Required work - Here is a block of records. Copy every line in it that includes "currently".

(Source records)

********************

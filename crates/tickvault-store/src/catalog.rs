//! Derived index over the live shard set.
//!
//! The catalog owns no persisted state: every call re-lists the backend's
//! relations and parses shard names, so it always reflects backend state as
//! observed at call time. Concurrent writers may create shards between two
//! calls; that eventual-consistency window is accepted.

use std::collections::{HashMap, HashSet};
use std::sync::Arc;

use serde_json::Value;
use time::OffsetDateTime;

use tickvault_core::range::epoch_seconds;
use tickvault_core::{DateRange, Label, Table, Tick, BIN_WIDTH};

use crate::{StorageBackend, StoreError, TIME_FIELD};

/// `LIKE` pattern selecting shard relations: any name containing `__`.
pub const SHARD_NAME_PATTERN: &str = "%\\_\\_%";

pub struct ShardCatalog {
    backend: Arc<dyn StorageBackend>,
}

impl ShardCatalog {
    pub fn new(backend: Arc<dyn StorageBackend>) -> Self {
        Self { backend }
    }

    /// The live shard set, parsed from the backend's relation names.
    /// Relations matching the pattern but failing to parse are not shards.
    pub fn shards(&self) -> Result<HashSet<Table>, StoreError> {
        let names = self.backend.list_relations(SHARD_NAME_PATTERN)?;
        Ok(names
            .iter()
            .filter_map(|name| Table::from_name(name).ok())
            .collect())
    }

    /// Distinct labels present across shards.
    pub fn labels(&self) -> Result<HashSet<Label>, StoreError> {
        Ok(self
            .shards()?
            .into_iter()
            .map(|table| table.label().clone())
            .collect())
    }

    /// Shards grouped per label machine key, keyed by their bin.
    pub fn index(&self) -> Result<HashMap<String, HashMap<DateRange, Table>>, StoreError> {
        let mut tree: HashMap<String, HashMap<DateRange, Table>> = HashMap::new();
        for table in self.shards()? {
            tree.entry(table.label().machine_key().to_owned())
                .or_default()
                .insert(table.date_range().clone(), table);
        }
        Ok(tree)
    }

    /// Shards of `label` whose bin overlaps the query window, ordered by bin
    /// start. Fails with `NotFound` when the label has no shards at all.
    pub fn resolve(
        &self,
        label: &Label,
        start: OffsetDateTime,
        finish: OffsetDateTime,
    ) -> Result<Vec<Table>, StoreError> {
        let window = DateRange::from_bounds(start, finish);
        let mut tree = self.index()?;

        let Some(range_tables) = tree.remove(label.machine_key()) else {
            return Err(StoreError::NotFound {
                label: label.machine_key().to_owned(),
                start: epoch_seconds(start),
                finish: epoch_seconds(finish),
            });
        };

        let mut matches: Vec<Table> = range_tables
            .into_iter()
            .filter(|(range, _)| window.overlaps(range))
            .map(|(_, table)| table)
            .collect();
        matches.sort_by_key(|table| table.date_range().start());
        Ok(matches)
    }

    /// Deduplicate a tick batch by value identity, sort by event time, and
    /// group each tick under its destination shard (fixed bin width).
    pub fn route(&self, ticks: &[Tick]) -> Result<HashMap<Table, Vec<Tick>>, StoreError> {
        let unique: HashSet<&Tick> = ticks.iter().collect();
        let mut ordered: Vec<&Tick> = unique.into_iter().collect();
        ordered.sort_by_key(|tick| tick.event_at);

        let mut routed: HashMap<Table, Vec<Tick>> = HashMap::new();
        for tick in ordered {
            let label = Label::from_value(&tick.short_code);
            let range = DateRange::from_timestamp(tick.event_at, BIN_WIDTH)?;
            routed
                .entry(Table::new(label, range))
                .or_default()
                .push(tick.clone());
        }
        Ok(routed)
    }

    /// Values of one column across a shard; empty when the shard is not
    /// currently listed.
    pub fn column_values(&self, shard: &Table, field: &str) -> Result<Vec<Value>, StoreError> {
        if !self.shards()?.contains(shard) {
            return Ok(Vec::new());
        }

        let sql = format!("SELECT {field} FROM {}", shard.name());
        let rows = self.backend.execute(sql.as_str())?;
        Ok(rows
            .into_iter()
            .filter_map(|mut row| row.remove(field))
            .collect())
    }

    /// Stored event times of a shard, as epoch seconds.
    pub fn event_times(&self, shard: &Table) -> Result<HashSet<i64>, StoreError> {
        Ok(self
            .column_values(shard, TIME_FIELD)?
            .iter()
            .filter_map(Value::as_i64)
            .collect())
    }

    /// Row count of a shard; zero when the shard is not currently listed.
    pub fn row_count(&self, shard: &Table) -> Result<i64, StoreError> {
        if !self.shards()?.contains(shard) {
            return Ok(0);
        }

        let sql = format!("SELECT COUNT(*) AS count_val FROM {}", shard.name());
        let rows = self.backend.execute(sql.as_str())?;
        Ok(rows
            .first()
            .and_then(|row| row.get("count_val"))
            .and_then(Value::as_i64)
            .unwrap_or(0))
    }
}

********************

Solved problem -
    /// currently listed.
    /// Row count of a shard; zero when the shard is not currently listed.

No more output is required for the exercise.